Явившись на суд, свидетели показывают в пользу Леща и Го-ловля, а Ерша всячески поносят, называя его ябедником, вориш­кой, обманщиком. По поводу ссылки Ерша на его широкую извест­ность и популярность в Москве свидетели говорят, что знают Ерша на Москве бражники и голыши - все те, которые не могут купить хорошей рыбы. Они купят ершей на полденьги, часть съедят, а остальное расплюют и выбросят собакам. Все три свидетеля вдо­бавок ссылаются на воеводу Осетра и окольничего Сома, которые, в самом начале повести числясь в качестве судей, выступают теперь как свидетели, подкрепляющие отрицательную характеристику Ерша, данную Лодугой, Сигом и Сельдью. Злостные и лукавые проделки Ерша едва не довели до гибели Осетра, и от них же погиб брат Сома, завлечённый Ершом в невод.



Судьи постановляют дать Лещу с Головлём правую грамоту на Ростовское озеро, а Ерша выдать им с головою. Повернувшись к Лещу хвостом, Ёрш предлагает ему и Головлю проглотить его с хвоста. Но ни с головы, ни с хвоста Лещ не может проглотить Ерша, потому что голова его очень костиста, а с хвоста Ерш вы-. ставил щетины, как лютые рогатины или стрелы. Ерш поэтому от­пущен был на волю, а Ростовским озером стали, как встарь, вла­деть Лещ и Головль, у которых Ерш должен был жить как их кре­стьянин. Взяв правую грамоту на Ерша, Лещ и Головль велели по всем рыбным бродам и омутам бить его нещадно кнутом. В заклю­чение перечисляются все участники процесса, вплоть до палача, бившего кнутом Ерша.

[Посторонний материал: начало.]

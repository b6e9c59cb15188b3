use serde::{Deserialize, Serialize};
use tracing::{debug, info};

/// Structured log events for the control loop
#[derive(Debug, Clone, PartialEq, Serialize, Deserialize)]
#[serde(tag = "event", rename_all = "snake_case")]
pub enum LoopEvent {
    LoopStarted {
        max_iterations: usize,
    },
    ResponseReceived {
        iteration: usize,
        duration_secs: f64,
    },
    PredicateEvaluated {
        iteration: usize,
        stop: bool,
    },
    /// `carried_forward` is set when no transition was configured and the
    /// state passed through unchanged
    StateTransitioned {
        iteration: usize,
        carried_forward: bool,
    },
    LoopCompleted {
        iterations: usize,
        duration_secs: f64,
    },
    MaxIterationsReached {
        iterations: usize,
        duration_secs: f64,
    },
}

impl LoopEvent {
    /// Forward the event to the active `tracing` subscriber
    pub fn emit(&self) {
        match self {
            LoopEvent::LoopStarted { max_iterations } => {
                info!(max_iterations = *max_iterations, "Loop started");
            }
            LoopEvent::ResponseReceived {
                iteration,
                duration_secs,
            } => {
                debug!(
                    iteration = *iteration,
                    duration_secs = *duration_secs,
                    "Response received"
                );
            }
            LoopEvent::PredicateEvaluated { iteration, stop } => {
                debug!(iteration = *iteration, stop = *stop, "Stop condition evaluated");
            }
            LoopEvent::StateTransitioned {
                iteration,
                carried_forward,
            } => {
                debug!(
                    iteration = *iteration,
                    carried_forward = *carried_forward,
                    "State advanced"
                );
            }
            LoopEvent::LoopCompleted {
                iterations,
                duration_secs,
            } => {
                info!(
                    iterations = *iterations,
                    duration_secs = *duration_secs,
                    "Stop condition satisfied"
                );
            }
            LoopEvent::MaxIterationsReached {
                iterations,
                duration_secs,
            } => {
                info!(
                    iterations = *iterations,
                    duration_secs = *duration_secs,
                    "Iteration budget exhausted"
                );
            }
        }
    }

    /// Serialize the event as a JSON object with an RFC 3339 `timestamp`
    pub fn to_json(&self) -> serde_json::Value {
        let mut value = serde_json::to_value(self).unwrap_or_default();
        if let Some(obj) = value.as_object_mut() {
            obj.insert(
                "timestamp".to_string(),
                serde_json::Value::String(chrono::Utc::now().to_rfc3339()),
            );
        }
        value
    }
}

/// Log output format
#[derive(Debug, Clone, Copy, Default, PartialEq, Eq)]
pub enum LogFormat {
    /// Human-readable multi-field output
    #[default]
    Pretty,
    /// JSON lines format for machine consumption
    Json,
    /// Compact single-line format
    Compact,
}

impl std::str::FromStr for LogFormat {
    type Err = String;

    fn from_str(s: &str) -> Result<Self, Self::Err> {
        match s.to_lowercase().as_str() {
            "pretty" => Ok(LogFormat::Pretty),
            "json" => Ok(LogFormat::Json),
            "compact" => Ok(LogFormat::Compact),
            _ => Err(format!("Unknown log format: {}", s)),
        }
    }
}

#[cfg(test)]
mod tests {
    use super::*;

    #[test]
    fn test_log_format_from_str() {
        assert_eq!("pretty".parse::<LogFormat>(), Ok(LogFormat::Pretty));
        assert_eq!("JSON".parse::<LogFormat>(), Ok(LogFormat::Json));
        assert_eq!("Compact".parse::<LogFormat>(), Ok(LogFormat::Compact));
    }

    #[test]
    fn test_log_format_rejects_unknown() {
        let err = "yaml".parse::<LogFormat>().unwrap_err();
        assert_eq!(err, "Unknown log format: yaml");
    }

    #[test]
    fn test_event_json_is_tagged() {
        let event = LoopEvent::PredicateEvaluated {
            iteration: 2,
            stop: true,
        };
        let json = event.to_json();
        assert_eq!(json["event"], "predicate_evaluated");
        assert_eq!(json["iteration"], 2);
        assert_eq!(json["stop"], true);
        assert!(json["timestamp"].is_string());
    }

    #[test]
    fn test_event_deserializes_without_timestamp() {
        let raw = r#"{"event":"max_iterations_reached","iterations":5,"duration_secs":0.5}"#;
        let event: LoopEvent = serde_json::from_str(raw).unwrap();
        assert_eq!(
            event,
            LoopEvent::MaxIterationsReached {
                iterations: 5,
                duration_secs: 0.5
            }
        );
    }
}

Таким образом, в повести, в первой её редакции, берутся под защиту крестьяне, насилуемые эксплуататорами-землевладельцами. Впрочем, в одном из списков первой редакции Ерш оказывается также крестьянином, самозванно выдающим себя за сына бояр­ского.

Ни один из списков, относящихся к первой редакции, не вос­производит более или менее точно протограф повести. В них, как и в списках других редакций, имеются противоречия и следы не­согласованности отдельных частей текста, например в перечислении судей.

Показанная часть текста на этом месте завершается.